By virtue of Section 3, Article XVTII of the Constitution of Ohio, conferring upon municipalities all powers of local self-government and authorizing them to adopt and enforce local police regulations, fortified by Sections 715.22 and 723.01, Revised Code, prescribing the rights and duties of municipalities with respect to their streets, a municipal corporation may by ordinance reasonably control the weights of vehicles using its highways and streets, notwithstanding that such ordinance fixes lesser weights than those permitted by statute. Union Sand & *169Supply Corp. v. Village of Fairport et al., 172 Ohio St. 387, 176 N. E. 2d 224. “All powers of # * * self-government’’ as set forth in Section 3 of Article XVIII of the Ohio Constitution include the power of eminent domain. The State, ex rel. Bruestle, Solicitor, v. Rich, Mayor, et al., 159 Ohio St. 13, 110 N. E. 2d 778.
In Wachendorf v. Shaver, 149 Ohio St. 231, 78 N. E. 2d 370, it was held that “the court must look to the statute itself to determine legislative intent, and if such intent is clearly expressed therein, the statute may not he restricted, constricted, qualified, narrowed, enlarged or abridged; significance and effect should, if possible, be accorded to every word, phrase, sentence and part of an act, and in the absence of any definition of the intended meaning of words or terms used in a legislative enactment, they will, in the interpretation of the act, be given their common, ordinary and accepted meaning in the connection in which they are used. ’ ’ In Daily et al. v. State, 51 Ohio St. 348, 37 N. E. 710, the court held that the Legislature may authorize the construction of a telegraph line by a telegraph company upon a public highway, in such manner as not to incommode the public in the use of such highway.
In the case of Zanesville v. Telegraph and Telephone Co., 64 Ohio St. 67, 59 N. E. 781, Zanesville Telegraph and Telephone Company made application to the city council of Zanesville in order that an agreement might be arrived at in regard to the mode of constructing its lines in the streets and alleys of the city. The company presented a proposed ordinance which the council of Zanesville declined to accept and adopted an ordinance imposing different and more onerous conditions, among others, one requiring the company’s lines to be placed underground. The provisions of this ordinance were not satisfactory to the company and a petition was filed in the Probate Court for an order directing in what mode the company’s lines should be constructed along the streets and public ways of the city. The court held that, under the statute, the Probate Court had complete jurisdiction to direct in what mode the lines of the company should-be constructed when the municipal authorities and the company failed to agree. The court (page 80) held that it is not the right to use the streets that is made the subject of agreement between the company and the municipal authorities, or of determination by the court. That right, the court stated, is *170granted to the company directly by the Legislature, and it is not made to depend upon any consent or agreement on the part of the municipality. It is only the mode of such use that becomes the subject of agreement or judicial determination.

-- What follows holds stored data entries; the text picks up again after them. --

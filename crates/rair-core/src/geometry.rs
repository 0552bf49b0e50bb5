//! Map geometry queries.
//!
//! Tile layout and field of view belong to the map collaborator. The
//! simulation only asks three questions of it, through [`Geometry`]:
//! whether a tile is a wall, whether a character can see an offset from
//! where it stands, and how far apart two tiles are.

use std::collections::BTreeSet;
use std::fmt;

use rair_types::Position;

use crate::config::MapConfig;

/// Pure map queries used by spawners, NPC AI, and command validation.
pub trait Geometry: Send + Sync + fmt::Debug {
    /// Whether `pos` is impassable.
    fn is_wall(&self, pos: Position) -> bool;

    /// Whether a character at `from` can see the tile `(dx, dy)` away.
    fn can_see(&self, from: Position, dx: i32, dy: i32) -> bool;

    /// Tile distance between two positions.
    fn distance(&self, a: Position, b: Position) -> u32 {
        a.distance(&b)
    }
}

/// Open ground: no walls, sight limited only by radius.
#[derive(Debug, Clone, Copy, PartialEq, Eq)]
pub struct OpenField {
    sight_radius: u32,
}

impl OpenField {
    /// Open ground with the given sight radius.
    pub const fn new(sight_radius: u32) -> Self {
        Self { sight_radius }
    }
}

impl Geometry for OpenField {
    fn is_wall(&self, _pos: Position) -> bool {
        false
    }

    fn can_see(&self, _from: Position, dx: i32, dy: i32) -> bool {
        dx.unsigned_abs().max(dy.unsigned_abs()) <= self.sight_radius
    }
}

/// A set of wall tiles. Walls block movement and line of sight.
#[derive(Debug, Clone, PartialEq, Eq)]
pub struct WallGrid {
    walls: BTreeSet<Position>,
    sight_radius: u32,
}

impl WallGrid {
    /// A grid with the given walls.
    pub fn new(walls: impl IntoIterator<Item = Position>, sight_radius: u32) -> Self {
        Self {
            walls: walls.into_iter().collect(),
            sight_radius,
        }
    }
}

impl Geometry for WallGrid {
    fn is_wall(&self, pos: Position) -> bool {
        self.walls.contains(&pos)
    }

    fn can_see(&self, from: Position, dx: i32, dy: i32) -> bool {
        if dx.unsigned_abs().max(dy.unsigned_abs()) > self.sight_radius {
            return false;
        }
        let target = from.offset(dx, dy);
        let mut cursor = from;
        // Walk king-moves toward the target; any wall strictly between the
        // two tiles blocks the view.
        for _ in 0..self.sight_radius {
            cursor = cursor.step_toward(&target);
            if cursor == target {
                return true;
            }
            if self.is_wall(cursor) {
                return false;
            }
        }
        cursor == target
    }
}

/// Geometry for a configured map.
pub fn for_map(map: &MapConfig) -> Box<dyn Geometry> {
    if map.walls.is_empty() {
        Box::new(OpenField::new(map.sight_radius))
    } else {
        Box::new(WallGrid::new(map.walls.iter().copied(), map.sight_radius))
    }
}

#[cfg(test)]
mod tests {
    use super::*;

    #[test]
    fn open_field_sees_within_radius() {
        let g = OpenField::new(4);
        let origin = Position::new(0, 0);
        assert!(g.can_see(origin, 4, -3));
        assert!(!g.can_see(origin, 5, 0));
        assert!(!g.is_wall(origin));
    }

    #[test]
    fn wall_blocks_sight_but_not_adjacent_view() {
        let g = WallGrid::new([Position::new(1, 0)], 8);
        let origin = Position::new(0, 0);
        assert!(g.can_see(origin, 1, 0));
        assert!(!g.can_see(origin, 3, 0));
        assert!(g.can_see(origin, 0, 3));
    }

    #[test]
    fn distance_defaults_to_chebyshev() {
        let g = OpenField::new(8);
        assert_eq!(g.distance(Position::new(0, 0), Position::new(2, -6)), 6);
    }

    #[test]
    fn map_without_walls_is_open() {
        let map = MapConfig::named("plain");
        let g = for_map(&map);
        assert!(g.can_see(Position::new(0, 0), 8, 8));
        assert!(!g.is_wall(Position::new(3, 3)));
    }
}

In a case construing a statute similar to the Ohio statute (Section 4931.08, Revised Code), the court in the case of State. ex rel., v. City of Red Lodge, 30 Mont. 338, 76 Pac. 758, stated (pp. 345 and 346) that Section 1000 of the Montana laws “not only grants the right and privilege of constructing telephone lines, but also defines the manner of their construction ‘by the erection of necessary fixtures, including posts, piers and abutments necessary for the wires,’ ” that “the use of the term ‘posts, piers and abutments’ presupposes what is known as the ‘overhead system,’ ” and that “the manner of constructing these lines is as much a part of this section as is the right of construction given.” The court further held that under the law “the city council has a two-fold duty to perform: (1) to permit the corporation to enter the city; and (2) to designate the location of poles, abutments, etc. It does not possess the power to prohibit the one any more than it does to refuse the other. The municipality may, in the exercise of its power, prohibit the erection of these poles in places or in a manner which will incommode the public; but they cannot entirely prohibit. They can only regulate, and the regulation must be reasonable. In a sense the city is called upon to grant a privilege. Whether this privilege amounts to a franchise is not here decided. If it is a franchise, it is one which the council cannot refuse to grant under this law. It may, within the bounds of reason, determine the character and height of the poles, but it cannot totally ignore the system of construction named in the statute, and substitute one totally foreign thereto.”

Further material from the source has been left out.